Background In response to the coronavirus pandemic, the paediatric team have needed to make rapid changes to our pathways and ways of working. In this time colleagues have fast tracked the testing of new processes and generated ideas to deliver continuous improvement.
Objectives General objective: To capture the rapid changes made to healthcare practices within the Paediatric department at Musgrove Park Hospital, Taunton in response to the coronavirus pandemic and to share learning across the directorate.

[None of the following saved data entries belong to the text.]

//! Role-based access control.
//!
//! [`RequireCaregiver`] gates the aggregate caregiver stream;
//! [`resolve_subscription`] decides which `(scope, role)` key a subscribe
//! request may use; [`acknowledgment_role`] decides who may acknowledge.

use axum::extract::FromRequestParts;
use axum::http::request::Parts;
use vitalwatch_core::error::CoreError;
use vitalwatch_core::roles::Role;
use vitalwatch_events::registry::PatientScope;

use super::auth::AuthUser;
use crate::error::AppError;

/// Requires the `caregiver` or `admin` role. Rejects with 403 Forbidden otherwise.
///
/// ```ignore
/// async fn caregiver_only(RequireCaregiver(user): RequireCaregiver) -> AppResult<Json<()>> {
///     Ok(Json(()))
/// }
/// ```
pub struct RequireCaregiver(pub AuthUser);

impl<S> FromRequestParts<S> for RequireCaregiver
where
    S: Send + Sync,
{
    type Rejection = AppError;

    async fn from_request_parts(parts: &mut Parts, state: &S) -> Result<Self, Self::Rejection> {
        let user = AuthUser::from_request_parts(parts, state).await?;
        match user.role {
            Role::Caregiver | Role::Admin => Ok(RequireCaregiver(user)),
            Role::Patient
            | Role::Dispatcher
            | Role::Doctor
            | Role::Nurse
            | Role::FirstResponder
            | Role::Hospital => Err(AppError::Core(CoreError::Forbidden(
                "Caregiver role required".into(),
            ))),
        }
    }
}

/// Resolve the subscription key a caller may listen on.
///
/// - a `patient` caller always listens as patient on its own id;
///   `patient_id` is ignored.
/// - the caller must be allowed to observe as `requested` (see
///   [`Role::may_observe_as`]).
/// - only roles that may watch every patient can use `*`, `all`, or omit
///   `patient_id`; everyone else must name a patient.
pub fn resolve_subscription(
    user: &AuthUser,
    requested: Role,
    patient_id: Option<&str>,
) -> Result<(PatientScope, Role), AppError> {
    if user.role == Role::Patient {
        if requested != Role::Patient {
            return Err(AppError::Core(CoreError::Forbidden(format!(
                "User does not have {requested} role"
            ))));
        }
        return Ok((PatientScope::Patient(user.user_id.clone()), Role::Patient));
    }

    if !user.role.may_observe_as(requested) {
        return Err(AppError::Core(CoreError::Forbidden(format!(
            "User does not have {requested} role"
        ))));
    }

    let explicit = patient_id.map(str::trim).filter(|id| !id.is_empty());
    match (PatientScope::parse(explicit), explicit) {
        (PatientScope::All, _) if user.role.may_watch_all_patients() => Ok((PatientScope::All, requested)),
        (PatientScope::All, None) => Err(AppError::Core(CoreError::Validation(
            "patient_id required for non-admin roles".into(),
        ))),
        (PatientScope::All, Some(_)) => Err(AppError::Core(CoreError::Forbidden(
            "Only admins can subscribe to all patients".into(),
        ))),
        (scope @ PatientScope::Patient(_), _) => Ok((scope, requested)),
    }
}

/// Role an acknowledgment of `patient_id`'s alert is recorded under.
///
/// The patient themself acknowledges as `patient`. Patients cannot touch
/// anyone else's alerts; other roles acknowledge under their own role.
pub fn acknowledgment_role(user: &AuthUser, patient_id: &str) -> Result<Role, AppError> {
    if user.user_id == patient_id {
        return Ok(Role::Patient);
    }
    if user.role == Role::Patient {
        return Err(AppError::Core(CoreError::Forbidden(
            "Patients may only acknowledge their own alerts".into(),
        )));
    }
    Ok(user.role)
}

To capture the strategies used to strengthen services and pathways for children, young people and families
To identify the barriers to better patient care within the paediatric department
To facilitate shared learning
Methods In June 2020, to capture the rapid changes in response to the coronavirus pandemic, the quality improvement ‘Change Wall’ initiative was used. Core teams and individuals in the paediatric department at Musgrove Park Hospital were asked five questions regarding changes to the department based on plan, do, study, act (PDSA) cycles. Responses were collated and shared via a wall display to disseminate key learning points.
Results We had responses from 13 teams within the paediatric department. Results showed respondents were broadly aiming to address three aspects of care in response to the coronavirus pandemic: ensuring appropriate and timely paediatric support for the acute services; striving to continue to maintain high quality communication with patients and their families; and to alter the physical environment in order to reduce the potential transmission of COVID-19.

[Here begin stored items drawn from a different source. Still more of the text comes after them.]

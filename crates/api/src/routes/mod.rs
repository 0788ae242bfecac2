pub mod health;

use axum::routing::{get, post};
use axum::Router;

use crate::handlers;
use crate::state::AppState;
use crate::ws;

/// Build the `/api/v1` route tree.
///
/// Route hierarchy:
///
/// ```text
/// /alerts/ws?role=&patient_id=                     WebSocket (push delivery)
/// /alerts/stream?role=&patient_id=                 SSE (queue delivery)
/// /alerts/{alert_id}                               current alert state (GET)
/// /alerts/{alert_id}/acknowledge?patient_id=       acknowledge (POST)
///
/// /caregivers/alerts/stream?patient_ids=a,b        SSE for several patients
///
/// /patients/{patient_id}/alerts                    pending alerts (GET)
///
/// /vitals                                          ingest a reading (POST)
/// ```
pub fn api_routes() -> Router<AppState> {
    Router::new()
        .route("/alerts/ws", get(ws::alert_ws_handler))
        .route("/alerts/stream", get(handlers::alerts::stream))
        .route("/alerts/{alert_id}", get(handlers::alerts::get_alert))
        .route(
            "/alerts/{alert_id}/acknowledge",
            post(handlers::alerts::acknowledge),
        )
        .route(
            "/caregivers/alerts/stream",
            get(handlers::alerts::caregiver_stream),
        )
        .route(
            "/patients/{patient_id}/alerts",
            get(handlers::alerts::pending_for_patient),
        )
        .route("/vitals", post(handlers::vitals::ingest))
}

Data captured showed multiple initiatives have been introduced. A key development was the introduction of a second paediatric high dependency area. An outpatient department working party was established and the waiting lists for new patients reduced from six months to two weeks. With paediatric oncology patients no longer able to ring the bell to celebrate the end of their treatment, a ‘party in a box’ was introduced.
To be able to provide greater out-of-hours support, the children and young people’s mental health team and diabetes nursing team flexed their patterns of working.
Colleagues in the children’s eating disorder service have changed their working too, which has helped to prevent long inpatient admissions. In one innovative case, they offered nasogastric tube feeding top ups at home, supported by the children’s community nursing team, and prevented a child from being admitted to the most specialist care for four to six months.
Conclusions Overall, many of the changes have been felt to be positive and are being evaluated to continue long term because of the perceived benefit to patient care and the potential to ease winter pressures. We plan to continue to use the change wall to capture changes made within paediatrics beyond coronavirus. This will allow us to continue to disseminate knowledge of changes happening and inspire further change. We plan to re-visit each team in the next six months to explore which improvements have been sustained or adapted. Moving forward we also aim to capture the view of the patient and parent/carer with regards to their perceptions of changes made.